Trump accuses Gov. Sisolak, who he calls a “political hack,” of discriminating against certain citizens and certain events based on their politics, violating their First Amendment right to freedom of assembly. Nevada and other Democrat-led states and cities have supported protests, often leading to riots. At the same time, these governments have maintained lockdown restrictions that cripple businesses, as well as outlawing church gatherings and peaceful political gatherings like Trump’s rallies.

The Trump campaign has also mounted a legal challenge to Nevada’s plan for mass mail-in voting, alleging a risk of wide-scale fraud like the kind that invalidated Paterson, New Jersey’s election earlier this year .

After Reno-Tahoe Airport rejected a Trump rally on Saturday night, the Trump campaign moved to Minden-Tahoe Airport 47 miles south.
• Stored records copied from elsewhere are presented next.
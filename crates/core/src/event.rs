//! Session events and the sink they are delivered through.
//!
//! Every session posts its lifecycle and data events to an [`EventSink`]
//! supplied at creation time. The sink is an abstract capability: it must
//! accept posts from the worker thread without blocking it and without
//! taking any lock a caller might hold while destroying sessions. An
//! unbounded [`std::sync::mpsc`] channel satisfies both, and the blanket
//! impl below lets a plain `Sender` be used directly.

use std::sync::mpsc;

use bytes::Bytes;

use crate::protocol::RtspMessage;
use crate::SessionId;

/// An event produced by a session and posted to its [`EventSink`].
///
/// All variants carry the originating session's ID. Events for one session
/// are posted in production order; ordering across sessions is unspecified.
#[derive(Debug, Clone)]
pub enum SessionEvent {
    /// A listening session accepted a connection; `id` is the newly born
    /// child session. Addresses are dotted-quad IPv4.
    ClientConnected {
        id: SessionId,
        server_ip: String,
        server_port: u16,
        client_ip: String,
        client_port: u16,
    },

    /// An outbound (client) connection completed its handshake.
    Connected { id: SessionId },

    /// A whole datagram arrived: either a UDP packet (`from` and
    /// `arrival_time_us` populated) or one length-prefixed frame extracted
    /// from a TCP datagram tunnel (both `None`).
    Datagram {
        id: SessionId,
        data: Bytes,
        from: Option<(String, u16)>,
        arrival_time_us: Option<i64>,
    },

    /// An interleaved `$`-framed binary chunk on an RTSP connection.
    BinaryData {
        id: SessionId,
        channel: u8,
        data: Bytes,
        arrival_time_us: i64,
    },

    /// A complete RTSP message extracted from the stream.
    Data { id: SessionId, message: RtspMessage },

    /// A terminal per-session I/O failure. `send` distinguishes the write
    /// path from the read path; `err` is a negative errno. The session stays
    /// in the table but contributes no further readiness; the consumer is
    /// expected to call
    /// [`destroy_session`](crate::NetworkSession::destroy_session).
    Error {
        id: SessionId,
        send: bool,
        err: i32,
        detail: String,
    },
}

impl SessionEvent {
    /// The session this event originated from.
    pub fn session_id(&self) -> SessionId {
        match self {
            SessionEvent::ClientConnected { id, .. }
            | SessionEvent::Connected { id }
            | SessionEvent::Datagram { id, .. }
            | SessionEvent::BinaryData { id, .. }
            | SessionEvent::Data { id, .. }
            | SessionEvent::Error { id, .. } => *id,
        }
    }
}

/// Destination for session events.
///
/// `post` is called from the worker thread while the session table lock is
/// held, so implementations must not block and must not acquire locks shared
/// with control-surface callers.
pub trait EventSink: Send + Sync {
    fn post(&self, event: SessionEvent);
}

impl EventSink for mpsc::Sender<SessionEvent> {
    fn post(&self, event: SessionEvent) {
        // A dropped receiver is not an error: the consumer has simply
        // stopped listening.
        if self.send(event).is_err() {
            tracing::trace!("event sink receiver dropped");
        }
    }
}
//! Process-local monotonic microsecond clock.
//!
//! Arrival stamps and RTP timestamp rewrites all derive from the same
//! origin, so values are mutually comparable for the process lifetime.

use std::sync::OnceLock;
use std::time::Instant;

static ORIGIN: OnceLock<Instant> = OnceLock::new();

/// Microseconds elapsed on the monotonic clock since the origin was pinned.
pub(crate) fn monotonic_us() -> i64 {
    ORIGIN.get_or_init(Instant::now).elapsed().as_micros() as i64
}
Instead of McCarran Airport after a 100-degree day in Las Vegas, the Trump campaign opted for a cooler spot. Xtreme Manufacturing, builder of forklifts, EZ loaders, and other heavy equipment, offered their massive building ten miles east of The Strip. Rally attendees had to sign a waiver, get their temperature taken, and were encouraged to wear masks. Nevertheless, the City of Henderson reportedly warned Xtreme of a $500 fine and threatened to suspend or revoke their business license.

Trump defended the shutdowns at the beginning of the pandemic. But now that risks and precautions are better known, he says people have the freedom to decide for themselves how to live. “We are not shutting the country again,” President Trump said. “A shutdown would destroy the lives and dreams of millions Americans.”
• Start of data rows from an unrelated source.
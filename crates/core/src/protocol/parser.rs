use bytes::Bytes;

use super::{MessageKind, ParseOutcome, RtspMessage, RtspParser};

/// Default RTSP/1.0 text parser.
///
/// Handles both requests and responses. A message is complete once the
/// blank-line header terminator has arrived and, when `Content-Length` is
/// declared, the full body with it. Stray CRLF pairs before the start line
/// are skipped and counted as consumed.
pub struct TextParser;

impl RtspParser for TextParser {
    fn parse(&self, buf: &[u8]) -> ParseOutcome {
        let mut skip = 0;
        while buf.len() >= skip + 2 && &buf[skip..skip + 2] == b"\r\n" {
            skip += 2;
        }
        let buf = &buf[skip..];

        let Some(head_len) = find_header_end(buf) else {
            return ParseOutcome::Incomplete;
        };

        let head = String::from_utf8_lossy(&buf[..head_len]);
        let mut lines = head.lines();

        let start_line = lines.next().unwrap_or("");
        let kind = match parse_start_line(start_line) {
            Some(kind) => kind,
            None => return malformed(start_line, skip + head_len),
        };

        let mut headers = Vec::new();
        for line in lines {
            if line.is_empty() {
                break;
            }
            let Some(colon) = line.find(':') else {
                return malformed(start_line, skip + head_len);
            };
            headers.push((
                line[..colon].trim().to_string(),
                line[colon + 1..].trim().to_string(),
            ));
        }

        let content_length = match headers
            .iter()
            .find(|(name, _)| name.eq_ignore_ascii_case("Content-Length"))
            .map(|(_, value)| value.parse::<usize>())
        {
            Some(Ok(length)) => length,
            Some(Err(_)) => return malformed(start_line, skip + head_len),
            None => 0,
        };

        if buf.len() < head_len + content_length {
            return ParseOutcome::Incomplete;
        }

        let body = Bytes::copy_from_slice(&buf[head_len..head_len + content_length]);

        ParseOutcome::Message {
            message: RtspMessage {
                kind,
                headers,
                body,
            },
            consumed: skip + head_len + content_length,
        }
    }
}

/// Index just past the `\r\n\r\n` header terminator, if present.
fn find_header_end(buf: &[u8]) -> Option<usize> {
    buf.windows(4).position(|w| w == b"\r\n\r\n").map(|i| i + 4)
}

fn parse_start_line(line: &str) -> Option<MessageKind> {
    if line.starts_with("RTSP/") {
        let mut parts = line.splitn(3, ' ');
        let version = parts.next()?.to_string();
        let status = parts.next()?.parse::<u16>().ok()?;
        let phrase = parts.next().unwrap_or("").to_string();
        return Some(MessageKind::Response {
            version,
            status,
            phrase,
        });
    }

    let parts: Vec<&str> = line.split_whitespace().collect();
    if parts.len() != 3 {
        return None;
    }
    Some(MessageKind::Request {
        method: parts[0].to_string(),
        uri: parts[1].to_string(),
        version: parts[2].to_string(),
    })
}

/// The salvaged message for an unparseable head: the raw start line, no
/// headers, no body.
fn malformed(start_line: &str, consumed: usize) -> ParseOutcome {
    ParseOutcome::Malformed {
        message: RtspMessage {
            kind: MessageKind::Request {
                method: start_line.to_string(),
                uri: String::new(),
                version: String::new(),
            },
            headers: Vec::new(),
            body: Bytes::new(),
        },
        consumed,
    }
}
Gov. Sisolak called President Trump’s events “selfish and reckless.” He didn’t say that about the protests and riots, however.

“If you can join tens of thousands of people protesting in the streets, gamble in a casino, or burn down small businesses in riots,” countered Trump communications diretor Tim Murtaugh, “you can gather peacefully under the 1st Amendment to hear from the President of the United States.”

“Tell your governor to open your state!” President Trump declared to thunderous cheers.

Two weeks earlier, the Ahern Hotel near The Strip sued Gov. Sisolak for allegedly stopping a faith-based rally for President Trump on their property. At the same time, sensational media reports of coronavirus “super-spreading” at large events like South Dakota’s Sturgis bike rally appear to be erroneous, according to the Wall Street Journal.

Before the Henderson rally, Trump hosted a “Latinos for Trump” business roundtable at Treasure Island Hotel & Casino. He then attended fundraisers before heading southeast to Henderson.

This was President Trump’s first visit to Nevada since February. After the Henderson rally, he headed to another “Latinos for Trump” roundtable in Phoenix, Arizona, then to survey wildfire damage in California.